For the records below, output each line exactly as it appears, from the first through the line with "Err(failure) if failure.is_retryable()".

[[ Records provided, beginning ]]

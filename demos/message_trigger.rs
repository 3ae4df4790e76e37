//! Drains a queue into storage three times: once cleanly, once with a
//! storage commit failure and once with a messaging failure after the
//! storage commit.
//!
//! ```sh
//! RUST_LOG=dualcommit=debug cargo run --example message_trigger
//! ```

use dualcommit::{
    InMemoryBroker, InMemoryStorage, QueueName, StorageInspector, TransactionCoordinator,
    TriggerConfig, TriggerHandler,
};
use dualcommit_testing::{FailureSimulator, FaultyMessaging, FaultyStorage, MessagingFailure};
use tracing::{error, info, warn};
use tracing_subscriber::EnvFilter;

#[tokio::main]
async fn main() -> Result<(), Box<dyn std::error::Error>> {
    tracing_subscriber::fmt()
        .with_env_filter(
            EnvFilter::try_from_default_env().unwrap_or_else(|_| EnvFilter::new("info")),
        )
        .init();

    let config = TriggerConfig::from_json(r#"{ "queue": "orders", "first_id": 1 }"#)?;
    let queue: QueueName = config.queue.clone();
    let broker = InMemoryBroker::new();
    let storage = InMemoryStorage::new();
    let simulator = FailureSimulator::new();
    let coordinator = TransactionCoordinator::new(
        FaultyMessaging::new(broker.clone(), simulator.clone()),
        FaultyStorage::new(storage.clone(), simulator.clone()),
    );
    let handler = TriggerHandler::from_config(&config);

    let _ = broker.publish(&queue, "foo");
    let _ = broker.publish(&queue, "bar");
    let written = handler.run_trigger(&coordinator).await?;
    info!(written, "clean pass");

    let _ = broker.publish(&queue, "baz");
    simulator.fail_next_storage_commit();
    match handler.run_trigger(&coordinator).await {
        Ok(written) => info!(written, "unexpected success"),
        Err(failure) if failure.is_retryable() => {
            warn!(%failure, pending = broker.depth(&queue), "retryable failure, messages kept");
        }
        Err(failure) => return Err(failure.into()),
    }

    let deleted = storage_clear(&storage).await?;
    info!(deleted, "cleared stored records");
    simulator.fail_next_messaging_commit(MessagingFailure::AfterAcknowledge);
    match handler.run_trigger(&coordinator).await {
        Ok(written) => info!(written, "unexpected success"),
        Err(failure) if failure.violates_atomicity() => {
            error!(
                %failure,
                stored = storage.count_rows(dualcommit::Table::Records).await?,
                pending = broker.depth(&queue),
                "records committed but messages were not acknowledged"
            );
        }
        Err(failure) => return Err(failure.into()),
    }

    Ok(())
}

async fn storage_clear(storage: &InMemoryStorage) -> Result<u64, dualcommit::StorageError> {
    use dualcommit::{Statement, StorageResource, StorageSession, Table};

    let mut session = storage.begin().await?;
    let deleted = session.execute(Statement::DeleteAll(Table::Records)).await?;
    session.commit().await?;
    Ok(deleted)
}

[[ Records provided, end ]]

◆ Result of the exercise ◆
filename demos/message_trigger.rs
repository 3ae4df4790e76e37
//! Drains a queue into storage three times: once cleanly, once with a
//! storage commit failure and once with a messaging failure after the
//! storage commit.
//!
//! ```sh
//! RUST_LOG=dualcommit=debug cargo run --example message_trigger
//! ```

use dualcommit::{
    InMemoryBroker, InMemoryStorage, QueueName, StorageInspector, TransactionCoordinator,
    TriggerConfig, TriggerHandler,
};
use dualcommit_testing::{FailureSimulator, FaultyMessaging, FaultyStorage, MessagingFailure};
use tracing::{error, info, warn};
use tracing_subscriber::EnvFilter;

#[tokio::main]
async fn main() -> Result<(), Box<dyn std::error::Error>> {
    tracing_subscriber::fmt()
        .with_env_filter(
            EnvFilter::try_from_default_env().unwrap_or_else(|_| EnvFilter::new("info")),
        )
        .init();

    let config = TriggerConfig::from_json(r#"{ "queue": "orders", "first_id": 1 }"#)?;
    let queue: QueueName = config.queue.clone();
    let broker = InMemoryBroker::new();
    let storage = InMemoryStorage::new();
    let simulator = FailureSimulator::new();
    let coordinator = TransactionCoordinator::new(
        FaultyMessaging::new(broker.clone(), simulator.clone()),
        FaultyStorage::new(storage.clone(), simulator.clone()),
    );
    let handler = TriggerHandler::from_config(&config);

    let _ = broker.publish(&queue, "foo");
    let _ = broker.publish(&queue, "bar");
    let written = handler.run_trigger(&coordinator).await?;
    info!(written, "clean pass");

    let _ = broker.publish(&queue, "baz");
    simulator.fail_next_storage_commit();
    match handler.run_trigger(&coordinator).await {
        Ok(written) => info!(written, "unexpected success"),
        Err(failure) if failure.is_retryable() => {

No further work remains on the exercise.